• _PROBLEM_
Check every line of the data for the string "type" and copy the ones that have it.

┌────────

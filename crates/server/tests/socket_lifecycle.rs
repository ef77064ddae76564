mod common;

use common::{connect, drain, harness};
use futures::{SinkExt, StreamExt};
use mentorlink_server::models::MessageStatus;
use mentorlink_server::protocol::ServerEvent;
use mentorlink_server::router::router;
use mentorlink_server::AppState;
use serde_json::{json, Value};
use std::time::Duration;
use tokio::net::{TcpListener, TcpStream};
use tokio_tungstenite::tungstenite::Message as WsMessage;
use tokio_tungstenite::{connect_async, MaybeTlsStream, WebSocketStream};

type Client = WebSocketStream<MaybeTlsStream<TcpStream>>;

async fn serve(state: AppState) -> String {
    let listener = TcpListener::bind(("127.0.0.1", 0)).await.unwrap();
    let addr = listener.local_addr().unwrap();
    let app = router(state);
    tokio::spawn(async move { axum::serve(listener, app).await.unwrap() });
    format!("ws://{}", addr)
}

async fn next_json(socket: &mut Client) -> Value {
    loop {
        let frame = tokio::time::timeout(Duration::from_secs(5), socket.next())
            .await
            .expect("timed out waiting for a frame")
            .expect("socket closed")
            .unwrap();
        if let WsMessage::Text(text) = frame {
            return serde_json::from_str(text.as_str()).unwrap();
        }
    }
}

#[tokio::test]
async fn socket_registers_acks_and_deregisters_on_close() {
    let h = harness().await;
    let (_watcher, mut mentor_rx) = connect(&h.state, &h.mentor);
    let conversation = h
        .state
        .messaging
        .open_conversation(&h.alice.id, &h.mentor.id)
        .await
        .unwrap();
    let base = serve(h.state.clone()).await;

    assert!(connect_async(format!("{}/ws?token=garbage", base)).await.is_err());
    assert!(!h.state.presence.is_online(&h.alice.id));

    let token = h.state.auth.issue(&h.alice.id).unwrap();
    let (mut socket, _) = connect_async(format!("{}/ws?token={}", base, token))
        .await
        .unwrap();

    // The snapshot is taken just before this connection registers.
    let snapshot = next_json(&mut socket).await;
    assert_eq!(snapshot["type"], "presence-snapshot");
    assert_eq!(snapshot["online"], json!([h.mentor.id]));
    assert!(h.state.presence.is_online(&h.alice.id));
    assert!(drain(&mut mentor_rx).iter().any(|e| matches!(
        e,
        ServerEvent::PresenceChanged { identity, online: true } if identity == &h.alice.id
    )));

    let frame = json!({
        "type": "message-send",
        "request_id": "req-1",
        "conversation": conversation.id,
        "to": h.mentor.id,
        "body": "hello from a real socket",
    });
    socket
        .send(WsMessage::Text(frame.to_string().into()))
        .await
        .unwrap();

    let ack = next_json(&mut socket).await;
    assert_eq!(ack["type"], "ack");
    assert_eq!(ack["request_id"], "req-1");
    assert_eq!(ack["ok"], true);
    assert_eq!(ack["message"]["status"], "delivered");
    let message_id = ack["message"]["id"].as_str().unwrap().to_string();

    // Pushes from other components reach the socket through its writer.
    h.state
        .messaging
        .mark_message(&h.mentor.id, &message_id, MessageStatus::Read)
        .await
        .unwrap();
    let update = next_json(&mut socket).await;
    assert_eq!(update["type"], "message-update");
    assert_eq!(update["message_id"], message_id.as_str());
    assert_eq!(update["status"], "read");

    socket
        .send(WsMessage::Text("{not json".to_string().into()))
        .await
        .unwrap();
    let ack = next_json(&mut socket).await;
    assert_eq!(ack["ok"], false);
    assert_eq!(ack["error"]["kind"], "validation");

    socket.close(None).await.unwrap();

    let mut waited = Duration::ZERO;
    while h.state.presence.is_online(&h.alice.id) && waited < Duration::from_secs(5) {
        tokio::time::sleep(Duration::from_millis(20)).await;
        waited += Duration::from_millis(20);
    }
    assert!(!h.state.presence.is_online(&h.alice.id));
    assert_eq!(h.state.presence.online(), vec![h.mentor.id.clone()]);
    assert!(drain(&mut mentor_rx).iter().any(|e| matches!(
        e,
        ServerEvent::PresenceChanged { identity, online: false } if identity == &h.alice.id
    )));
}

└────────

• _COMPLETED EXERCISE_
type Client = WebSocketStream<MaybeTlsStream<TcpStream>>;
    assert_eq!(snapshot["type"], "presence-snapshot");
        "type": "message-send",
    assert_eq!(ack["type"], "ack");
    assert_eq!(update["type"], "message-update");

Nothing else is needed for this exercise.